* [Problem details] Exactly how many lines in this listing contain "ClientEvent"? Only the number is needed.

* [Data]

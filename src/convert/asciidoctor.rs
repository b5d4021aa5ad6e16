//! Converter backed by the `asciidoctor` executable.

use std::collections::BTreeMap;
use std::path::Path;
use std::process::Command;

use super::{ConvertError, Converter, DocumentMetadata, scanner};
use crate::config::ConverterConfig;

/// Renders documents by running `asciidoctor` once per request.
///
/// Metadata never touches the executable: it comes from the line scanner,
/// which keeps file events cheap.
#[derive(Debug, Clone)]
pub struct AsciidoctorConverter {
    command: String,
    args: Vec<String>,
    safe_mode: String,
    attributes: BTreeMap<String, String>,
}

impl AsciidoctorConverter {
    pub fn new(config: &ConverterConfig) -> Self {
        Self {
            command: config.command.clone(),
            args: config.args.clone(),
            safe_mode: config.safe_mode.clone(),
            attributes: config.attributes.clone(),
        }
    }

    /// Full argument list for rendering `path` to stdout.
    pub fn command_args(&self, path: &Path) -> Vec<String> {
        let mut args = self.args.clone();
        args.push("--safe-mode".to_string());
        args.push(self.safe_mode.clone());
        for (name, value) in &self.attributes {
            args.push("-a".to_string());
            args.push(format!("{name}={value}"));
        }
        args.push("-o".to_string());
        args.push("-".to_string());
        args.push(path.display().to_string());
        args
    }
}

impl Default for AsciidoctorConverter {
    fn default() -> Self {
        Self::new(&ConverterConfig::default())
    }
}

impl Converter for AsciidoctorConverter {
    fn render(&self, path: &Path) -> Result<String, ConvertError> {
        let mut command = Command::new(&self.command);
        command.args(self.command_args(path));
        if let Some(dir) = path.parent() {
            command.current_dir(dir);
        }

        let out = command.output().map_err(|source| ConvertError::Spawn {
            command: self.command.clone(),
            source,
        })?;

        if !out.status.success() {
            return Err(ConvertError::Failed {
                path: path.to_path_buf(),
                status: out.status.to_string(),
                stderr: String::from_utf8_lossy(&out.stderr).trim().to_string(),
            });
        }

        let stderr = String::from_utf8_lossy(&out.stderr);
        if !stderr.trim().is_empty() {
            tracing::warn!("[converter] {}: {}", path.display(), stderr.trim());
        }

        if out.stdout.is_empty() {
            return Err(ConvertError::EmptyOutput {
                path: path.to_path_buf(),
            });
        }

        String::from_utf8(out.stdout).map_err(|_| ConvertError::InvalidUtf8 {
            path: path.to_path_buf(),
        })
    }

    fn metadata(&self, path: &Path) -> Result<DocumentMetadata, ConvertError> {
        scanner::scan_document(path)
    }
}
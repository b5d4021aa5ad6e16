//! Command-line interface: argument parsing and command dispatch.

pub mod args;
pub mod commands;

pub use args::{Cli, Commands, ServeArgs, content_dir};
//! Shared fixtures for integration tests.
#![allow(dead_code)]

use std::fs;
use std::path::{Path, PathBuf};
use std::sync::{Arc, Mutex};

use adoc_live::convert::scanner::scan_document;
use adoc_live::{Broadcast, ConvertError, Converter, DocumentMetadata, PathFilter, ServerEvent};
use tempfile::TempDir;

/// Broadcast sink that keeps every event.
#[derive(Default)]
pub struct Recorder {
    events: Mutex<Vec<ServerEvent>>,
}

impl Recorder {
    pub fn take(&self) -> Vec<ServerEvent> {
        std::mem::take(&mut *self.events.lock().unwrap())
    }
}

impl Broadcast for Recorder {
    fn broadcast(&self, event: ServerEvent) {
        self.events.lock().unwrap().push(event);
    }
}

/// Reads metadata with the native scanner and renders a fixed fragment.
///
/// Documents whose name contains `broken` fail to render; those whose name
/// contains `standalone` render as a full page with a stylesheet.
pub struct FakeConverter;

impl Converter for FakeConverter {
    fn render(&self, path: &Path) -> Result<String, ConvertError> {
        let name = path.file_name().unwrap().to_string_lossy().into_owned();
        if name.contains("broken") {
            return Err(ConvertError::Failed {
                path: path.to_path_buf(),
                status: "exit status: 1".to_string(),
                stderr: "asciidoctor: FAILED".to_string(),
            });
        }
        if name.contains("standalone") {
            return Ok(format!(
                "<!DOCTYPE html>\n<html>\n<head>\n<title>{name}</title>\n\
                 <style>.adoc-default{{color:#222}}</style>\n</head>\n\
                 <body class=\"article\"><div class=\"rendered\">{name}</div></body>\n</html>\n"
            ));
        }
        Ok(format!("<div class=\"rendered\">{name}</div>"))
    }

    fn metadata(&self, path: &Path) -> Result<DocumentMetadata, ConvertError> {
        scan_document(path)
    }
}

pub fn adoc_filter() -> PathFilter {
    PathFilter::new(["adoc"], ["node_modules"])
}

/// Temporary content root. Paths are canonicalized so they match what the
/// server and watcher see.
pub struct ContentDir {
    _dir: TempDir,
    pub root: PathBuf,
}

impl ContentDir {
    pub fn new() -> Self {
        let dir = TempDir::new().unwrap();
        let root = dir.path().canonicalize().unwrap();
        Self { _dir: dir, root }
    }

    pub fn write(&self, relative: &str, content: &str) -> PathBuf {
        let path = self.root.join(relative);
        if let Some(parent) = path.parent() {
            fs::create_dir_all(parent).unwrap();
        }
        fs::write(&path, content).unwrap();
        path
    }

    pub fn remove(&self, relative: &str) {
        fs::remove_file(self.root.join(relative)).unwrap();
    }

    pub fn converter(&self) -> Arc<dyn Converter> {
        Arc::new(FakeConverter)
    }
}
//! WebSocket endpoint pushing [`ServerEvent`]s to browser tabs.

use std::sync::Arc;

use axum::extract::ws::{self, WebSocket, WebSocketUpgrade};
use axum::extract::State;
use axum::response::Response;
use futures_util::{SinkExt, StreamExt};
use tokio::sync::broadcast;

use crate::notifications::{ClientEvent, ServerEvent};

use super::AppState;

pub async fn ws_handler(State(state): State<Arc<AppState>>, ws: WebSocketUpgrade) -> Response {
    ws.on_upgrade(move |socket| handle_ws_client(socket, state))
}

/// Forward every broadcast event to one client until either side closes.
async fn handle_ws_client(socket: WebSocket, state: Arc<AppState>) {
    let (mut tx, mut rx) = socket.split();
    let mut events = state.broadcaster.subscribe();
    crate::debug_event!(
        "ws",
        "connected",
        "{} clients",
        state.broadcaster.subscriber_count()
    );

    let send_task = tokio::spawn(async move {
        loop {
            let event: ServerEvent = match events.recv().await {
                Ok(event) => event,
                Err(broadcast::error::RecvError::Lagged(n)) => {
                    tracing::warn!("[ws] client lagged by {n} events");
                    continue;
                }
                Err(broadcast::error::RecvError::Closed) => break,
            };

            let json = match event.to_json() {
                Ok(json) => json,
                Err(e) => {
                    tracing::error!("[ws] cannot serialize {event:?}: {e}");
                    continue;
                }
            };
            if tx.send(ws::Message::Text(json.into())).await.is_err() {
                break; // Client disconnected
            }
        }
    });

    while let Some(msg) = rx.next().await {
        match msg {
            Ok(ws::Message::Text(text)) => match serde_json::from_str::<ClientEvent>(&text) {
                Ok(ClientEvent::Connect { path }) => {
                    crate::debug_event!("ws", "client on", "{path}");
                }
                Err(_) => crate::debug_event!("ws", "message", "{}", text.as_str()),
            },
            Ok(ws::Message::Close(_)) | Err(_) => break,
            _ => {}
        }
    }

    send_task.abort();
    crate::debug_event!("ws", "disconnected");
}
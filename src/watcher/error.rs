//! Error types for the filesystem watcher.

use std::path::PathBuf;
use thiserror::Error;

use crate::service::ServiceError;

/// Errors from setting up or running the content root watch.
#[derive(Error, Debug)]
pub enum WatchError {
    /// A required builder option was never set.
    #[error("watcher is missing its {0}")]
    MissingOption(&'static str),

    #[error("cannot resolve content root {path}")]
    Canonicalize {
        path: PathBuf,
        #[source]
        source: std::io::Error,
    },

    #[error("cannot watch {path}")]
    Watch {
        path: PathBuf,
        #[source]
        source: notify::Error,
    },

    /// The backend dropped its event sender.
    #[error("notify event stream closed")]
    EventStreamClosed,

    #[error("walking new directory {path} failed")]
    Walk {
        path: PathBuf,
        #[source]
        source: tokio::task::JoinError,
    },

    /// Events can no longer be delivered.
    #[error("cannot forward events")]
    ServiceStopped(#[source] ServiceError),

    #[error("notify backend error")]
    Backend(#[from] notify::Error),
}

* [Result of the task] 3